START Given records

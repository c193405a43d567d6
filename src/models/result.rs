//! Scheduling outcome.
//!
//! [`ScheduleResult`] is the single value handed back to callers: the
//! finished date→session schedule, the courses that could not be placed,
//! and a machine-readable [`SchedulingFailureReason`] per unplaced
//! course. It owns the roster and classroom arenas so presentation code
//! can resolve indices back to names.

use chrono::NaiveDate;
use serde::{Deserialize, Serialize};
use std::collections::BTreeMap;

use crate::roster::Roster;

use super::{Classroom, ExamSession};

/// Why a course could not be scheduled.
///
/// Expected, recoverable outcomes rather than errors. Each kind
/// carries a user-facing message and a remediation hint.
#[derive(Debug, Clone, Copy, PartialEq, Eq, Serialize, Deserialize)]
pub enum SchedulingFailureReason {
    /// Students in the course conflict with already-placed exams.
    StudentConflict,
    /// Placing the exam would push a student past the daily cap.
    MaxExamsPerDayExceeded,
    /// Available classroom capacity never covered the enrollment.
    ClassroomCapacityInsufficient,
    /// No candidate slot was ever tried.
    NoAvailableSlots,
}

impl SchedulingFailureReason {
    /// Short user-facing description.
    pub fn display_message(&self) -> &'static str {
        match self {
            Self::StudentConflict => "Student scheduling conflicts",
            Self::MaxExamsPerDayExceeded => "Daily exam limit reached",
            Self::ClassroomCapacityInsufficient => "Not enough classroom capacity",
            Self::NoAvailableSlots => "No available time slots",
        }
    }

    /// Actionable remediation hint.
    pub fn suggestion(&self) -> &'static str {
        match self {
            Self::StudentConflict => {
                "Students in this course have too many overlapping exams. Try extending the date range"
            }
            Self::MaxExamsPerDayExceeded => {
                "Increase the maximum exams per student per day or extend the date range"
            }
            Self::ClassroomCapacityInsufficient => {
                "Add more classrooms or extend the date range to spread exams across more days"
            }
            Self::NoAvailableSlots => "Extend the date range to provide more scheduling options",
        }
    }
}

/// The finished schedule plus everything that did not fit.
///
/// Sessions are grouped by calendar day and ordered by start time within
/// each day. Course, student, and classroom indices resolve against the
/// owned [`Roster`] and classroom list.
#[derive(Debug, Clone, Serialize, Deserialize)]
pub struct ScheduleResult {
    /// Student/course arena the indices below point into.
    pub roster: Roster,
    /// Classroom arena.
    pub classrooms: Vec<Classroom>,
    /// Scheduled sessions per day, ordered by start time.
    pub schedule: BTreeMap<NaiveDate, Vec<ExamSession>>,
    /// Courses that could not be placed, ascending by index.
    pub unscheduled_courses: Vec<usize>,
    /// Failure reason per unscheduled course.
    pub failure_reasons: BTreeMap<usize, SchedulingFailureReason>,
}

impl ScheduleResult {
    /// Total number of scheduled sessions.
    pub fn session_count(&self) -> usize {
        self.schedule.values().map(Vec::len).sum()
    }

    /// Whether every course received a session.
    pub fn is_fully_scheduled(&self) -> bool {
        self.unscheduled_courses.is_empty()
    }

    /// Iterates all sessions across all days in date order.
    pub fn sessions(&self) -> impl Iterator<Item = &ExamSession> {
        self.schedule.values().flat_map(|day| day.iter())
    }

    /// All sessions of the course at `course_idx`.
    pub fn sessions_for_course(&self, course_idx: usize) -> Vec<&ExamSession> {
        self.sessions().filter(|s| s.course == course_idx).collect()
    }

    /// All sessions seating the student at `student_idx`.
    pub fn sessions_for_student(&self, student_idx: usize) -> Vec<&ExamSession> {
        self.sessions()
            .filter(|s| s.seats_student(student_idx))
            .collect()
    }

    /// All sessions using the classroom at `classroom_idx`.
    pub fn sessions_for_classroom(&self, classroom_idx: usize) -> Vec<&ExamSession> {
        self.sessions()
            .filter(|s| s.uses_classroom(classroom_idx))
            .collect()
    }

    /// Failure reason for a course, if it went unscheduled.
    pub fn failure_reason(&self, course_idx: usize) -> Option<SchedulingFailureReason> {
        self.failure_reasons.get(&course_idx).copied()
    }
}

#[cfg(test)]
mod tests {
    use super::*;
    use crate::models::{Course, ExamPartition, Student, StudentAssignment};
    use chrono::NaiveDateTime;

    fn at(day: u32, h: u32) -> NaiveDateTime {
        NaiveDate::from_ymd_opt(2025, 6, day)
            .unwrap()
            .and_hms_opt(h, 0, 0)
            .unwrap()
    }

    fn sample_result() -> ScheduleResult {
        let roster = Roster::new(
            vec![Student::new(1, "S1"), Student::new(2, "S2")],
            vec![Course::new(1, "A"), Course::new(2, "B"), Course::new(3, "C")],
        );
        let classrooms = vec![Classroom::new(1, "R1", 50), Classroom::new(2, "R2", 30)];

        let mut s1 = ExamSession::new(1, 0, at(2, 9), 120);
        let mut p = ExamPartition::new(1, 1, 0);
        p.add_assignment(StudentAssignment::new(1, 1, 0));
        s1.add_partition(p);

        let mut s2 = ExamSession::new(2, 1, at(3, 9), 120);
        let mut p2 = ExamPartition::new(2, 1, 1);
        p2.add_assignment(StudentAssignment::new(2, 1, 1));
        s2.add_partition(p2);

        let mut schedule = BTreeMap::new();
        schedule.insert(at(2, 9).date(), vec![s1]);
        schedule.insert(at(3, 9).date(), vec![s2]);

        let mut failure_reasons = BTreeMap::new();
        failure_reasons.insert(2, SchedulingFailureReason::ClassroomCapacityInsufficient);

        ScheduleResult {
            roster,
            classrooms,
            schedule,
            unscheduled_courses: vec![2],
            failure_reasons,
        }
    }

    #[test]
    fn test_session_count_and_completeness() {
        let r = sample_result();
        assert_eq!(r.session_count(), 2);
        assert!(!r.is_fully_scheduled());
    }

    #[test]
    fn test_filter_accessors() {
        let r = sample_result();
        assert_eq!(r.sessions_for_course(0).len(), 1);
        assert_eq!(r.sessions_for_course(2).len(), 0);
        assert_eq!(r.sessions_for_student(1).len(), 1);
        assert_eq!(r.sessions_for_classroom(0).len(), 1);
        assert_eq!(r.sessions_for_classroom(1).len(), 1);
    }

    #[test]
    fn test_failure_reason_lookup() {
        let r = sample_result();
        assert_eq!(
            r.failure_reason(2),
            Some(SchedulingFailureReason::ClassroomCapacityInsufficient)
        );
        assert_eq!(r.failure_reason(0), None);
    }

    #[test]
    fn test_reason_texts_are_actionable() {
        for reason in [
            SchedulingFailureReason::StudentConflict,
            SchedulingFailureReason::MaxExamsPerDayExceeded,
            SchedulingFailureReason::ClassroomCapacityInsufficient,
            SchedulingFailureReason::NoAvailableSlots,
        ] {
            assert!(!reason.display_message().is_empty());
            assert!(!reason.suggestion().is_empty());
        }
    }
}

END Given records

**Your instructions:**
Write the entries above out again, unchanged and complete.

**Exercise response:**
repository c193405a43d567d6
filename src/models/result.rs
//! Scheduling outcome.
//!
//! [`ScheduleResult`] is the single value handed back to callers: the
//! finished date→session schedule, the courses that could not be placed,
//! and a machine-readable [`SchedulingFailureReason`] per unplaced
//! course. It owns the roster and classroom arenas so presentation code
//! can resolve indices back to names.

use chrono::NaiveDate;
use serde::{Deserialize, Serialize};
use std::collections::BTreeMap;

use crate::roster::Roster;

use super::{Classroom, ExamSession};

/// Why a course could not be scheduled.
///
/// Expected, recoverable outcomes rather than errors. Each kind
/// carries a user-facing message and a remediation hint.
#[derive(Debug, Clone, Copy, PartialEq, Eq, Serialize, Deserialize)]
pub enum SchedulingFailureReason {
    /// Students in the course conflict with already-placed exams.
    StudentConflict,
    /// Placing the exam would push a student past the daily cap.
    MaxExamsPerDayExceeded,
    /// Available classroom capacity never covered the enrollment.
    ClassroomCapacityInsufficient,
    /// No candidate slot was ever tried.
    NoAvailableSlots,
}

impl SchedulingFailureReason {
    /// Short user-facing description.
    pub fn display_message(&self) -> &'static str {
        match self {
            Self::StudentConflict => "Student scheduling conflicts",
            Self::MaxExamsPerDayExceeded => "Daily exam limit reached",
            Self::ClassroomCapacityInsufficient => "Not enough classroom capacity",
            Self::NoAvailableSlots => "No available time slots",
        }
    }

    /// Actionable remediation hint.
    pub fn suggestion(&self) -> &'static str {
        match self {
            Self::StudentConflict => {
                "Students in this course have too many overlapping exams. Try extending the date range"
            }
            Self::MaxExamsPerDayExceeded => {
                "Increase the maximum exams per student per day or extend the date range"
            }
            Self::ClassroomCapacityInsufficient => {
                "Add more classrooms or extend the date range to spread exams across more days"
            }
            Self::NoAvailableSlots => "Extend the date range to provide more scheduling options",
        }
    }
}

/// The finished schedule plus everything that did not fit.
///
/// Sessions are grouped by calendar day and ordered by start time within
/// each day. Course, student, and classroom indices resolve against the
/// owned [`Roster`] and classroom list.
#[derive(Debug, Clone, Serialize, Deserialize)]
pub struct ScheduleResult {
    /// Student/course arena the indices below point into.
    pub roster: Roster,
    /// Classroom arena.
    pub classrooms: Vec<Classroom>,
    /// Scheduled sessions per day, ordered by start time.
    pub schedule: BTreeMap<NaiveDate, Vec<ExamSession>>,
    /// Courses that could not be placed, ascending by index.
    pub unscheduled_courses: Vec<usize>,
    /// Failure reason per unscheduled course.
    pub failure_reasons: BTreeMap<usize, SchedulingFailureReason>,
}

impl ScheduleResult {
    /// Total number of scheduled sessions.
    pub fn session_count(&self) -> usize {
        self.schedule.values().map(Vec::len).sum()
    }

    /// Whether every course received a session.
    pub fn is_fully_scheduled(&self) -> bool {
        self.unscheduled_courses.is_empty()
    }

    /// Iterates all sessions across all days in date order.
    pub fn sessions(&self) -> impl Iterator<Item = &ExamSession> {
        self.schedule.values().flat_map(|day| day.iter())
    }

    /// All sessions of the course at `course_idx`.
    pub fn sessions_for_course(&self, course_idx: usize) -> Vec<&ExamSession> {
        self.sessions().filter(|s| s.course == course_idx).collect()
    }

    /// All sessions seating the student at `student_idx`.
    pub fn sessions_for_student(&self, student_idx: usize) -> Vec<&ExamSession> {
        self.sessions()
            .filter(|s| s.seats_student(student_idx))
            .collect()
    }

    /// All sessions using the classroom at `classroom_idx`.
    pub fn sessions_for_classroom(&self, classroom_idx: usize) -> Vec<&ExamSession> {
        self.sessions()
            .filter(|s| s.uses_classroom(classroom_idx))
            .collect()
    }

    /// Failure reason for a course, if it went unscheduled.
    pub fn failure_reason(&self, course_idx: usize) -> Option<SchedulingFailureReason> {
        self.failure_reasons.get(&course_idx).copied()
    }
}

#[cfg(test)]
mod tests {
    use super::*;
    use crate::models::{Course, ExamPartition, Student, StudentAssignment};
    use chrono::NaiveDateTime;

    fn at(day: u32, h: u32) -> NaiveDateTime {
        NaiveDate::from_ymd_opt(2025, 6, day)
            .unwrap()
            .and_hms_opt(h, 0, 0)
            .unwrap()
    }

    fn sample_result() -> ScheduleResult {
        let roster = Roster::new(
            vec![Student::new(1, "S1"), Student::new(2, "S2")],
            vec![Course::new(1, "A"), Course::new(2, "B"), Course::new(3, "C")],
        );
        let classrooms = vec![Classroom::new(1, "R1", 50), Classroom::new(2, "R2", 30)];

        let mut s1 = ExamSession::new(1, 0, at(2, 9), 120);
        let mut p = ExamPartition::new(1, 1, 0);
        p.add_assignment(StudentAssignment::new(1, 1, 0));
        s1.add_partition(p);

        let mut s2 = ExamSession::new(2, 1, at(3, 9), 120);
        let mut p2 = ExamPartition::new(2, 1, 1);
        p2.add_assignment(StudentAssignment::new(2, 1, 1));
        s2.add_partition(p2);

        let mut schedule = BTreeMap::new();
        schedule.insert(at(2, 9).date(), vec![s1]);
        schedule.insert(at(3, 9).date(), vec![s2]);

        let mut failure_reasons = BTreeMap::new();
        failure_reasons.insert(2, SchedulingFailureReason::ClassroomCapacityInsufficient);

        ScheduleResult {
            roster,
            classrooms,
            schedule,
            unscheduled_courses: vec![2],
            failure_reasons,
        }
    }

    #[test]
    fn test_session_count_and_completeness() {
        let r = sample_result();
        assert_eq!(r.session_count(), 2);
        assert!(!r.is_fully_scheduled());
    }

    #[test]
    fn test_filter_accessors() {
        let r = sample_result();
        assert_eq!(r.sessions_for_course(0).len(), 1);
        assert_eq!(r.sessions_for_course(2).len(), 0);
        assert_eq!(r.sessions_for_student(1).len(), 1);
        assert_eq!(r.sessions_for_classroom(0).len(), 1);
        assert_eq!(r.sessions_for_classroom(1).len(), 1);
    }

    #[test]
    fn test_failure_reason_lookup() {
        let r = sample_result();
        assert_eq!(
            r.failure_reason(2),
            Some(SchedulingFailureReason::ClassroomCapacityInsufficient)
        );
        assert_eq!(r.failure_reason(0), None);
    }

    #[test]
    fn test_reason_texts_are_actionable() {
        for reason in [
            SchedulingFailureReason::StudentConflict,
            SchedulingFailureReason::MaxExamsPerDayExceeded,
            SchedulingFailureReason::ClassroomCapacityInsufficient,
            SchedulingFailureReason::NoAvailableSlots,
        ] {
            assert!(!reason.display_message().is_empty());
            assert!(!reason.suggestion().is_empty());
        }
    }
}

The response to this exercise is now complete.